Secondly, while a comparison between circumcision and FGM can be made on the grounds of mutiliation alone, the two are not entirely comparable when we take into consideration the motives and intentions behind them. I don’t mean to sound blase about it (in fact, I have recently begun in the past year or so to question the validity of the practice, whereas before I never gave it a second thought and would have emphatically defended it), but still I maintain that one is not “as bad” as the other (for lack of a better way to phrase it). Circumcision was never intended to rob a man of his climax in order to promote faithfulness toward his spouse. It was never an outright attack on male sexual pleasure, while FGM sought to rob women of their greatest source of pleasure for purely selfish reasons. So, while I would whole-heartedly support a parent’s decision not to circumcize, I don’t find it to be nearly as destructive to men as FGM is to women, and I deny the notion that this practice was somehow inflicted upon men by feminism, as opposed to medically-questionable advice.
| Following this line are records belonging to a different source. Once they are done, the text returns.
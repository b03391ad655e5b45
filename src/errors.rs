/*
    Copyright © 2023, ParallelChain Lab
    Licensed under the Apache License, Version 2.0: http://www.apache.org/licenses/LICENSE-2.0
*/

//! Error types returned by the storage engine and by the pluggable persistence contexts.

use thiserror::Error;

/// Errors returned by the public operations of [`Storage`](crate::storage::Storage) and
/// [`ExecutionContext`](crate::executor::ExecutionContext).
///
/// A [`Reentrancy`](StorageError::Reentrancy) error is a programming error: the caller would have
/// deadlocked waiting on itself.
#[derive(Debug, Error)]
#[must_use = "a storage error signals a lost request or a misuse of the storage context"]
pub enum StorageError {
    /// A blocking submission was made from inside the execution context it targets. This is a
    /// programming error: the call would otherwise wait on itself forever.
    #[error("blocking submission to execution context `{context}` from within that context")]
    Reentrancy { context: String },

    /// The worker thread of the execution context has exited, either because it was shut down or
    /// because a previously submitted work unit panicked.
    #[error("execution context `{context}` is no longer running")]
    ContextTerminated { context: String },

    /// The commit triggered by (or requested through) this call was rejected by the primary context.
    /// The uncommitted changes remain in the primary context.
    #[error("commit failed: {0}")]
    Commit(#[from] CommitError),
}

/// Returned by [`PrimaryContext::commit`](crate::pluggables::PrimaryContext::commit) when the
/// outstanding changes could not be made durable.
#[derive(Debug, Clone, PartialEq, Eq, Error)]
pub enum CommitError {
    #[error("validation rejected the outstanding changes: {0}")]
    Validation(String),

    #[error("i/o error while committing: {0}")]
    Io(String),
}

/// Returned by [`SecondaryContext::merge_changes`](crate::pluggables::SecondaryContext::merge_changes)
/// when a committed change set could not be merged.
#[derive(Debug, Clone, PartialEq, Eq, Error)]
#[error("failed to merge committed changes into the secondary context: {reason}")]
pub struct PropagationError {
    pub reason: String,
}

impl PropagationError {
    pub fn new(reason: impl Into<String>) -> PropagationError {
        PropagationError {
            reason: reason.into(),
        }
    }
}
Thirdly, men who are protesting circumcision will need to be prepared for accusations of anti-semitism if they attempt to change laws surrounding this (take a look at what happened in Germany recently). There is no possible way (legally speaking) to favor children’s rights on basis of religion - that is, if it’s considered child abuse, then it will be considered child abuse against
all, religious tradition aside. I just don’t see this happening, realistically speaking (though men are certainly entitled to pursue this if it is important to them).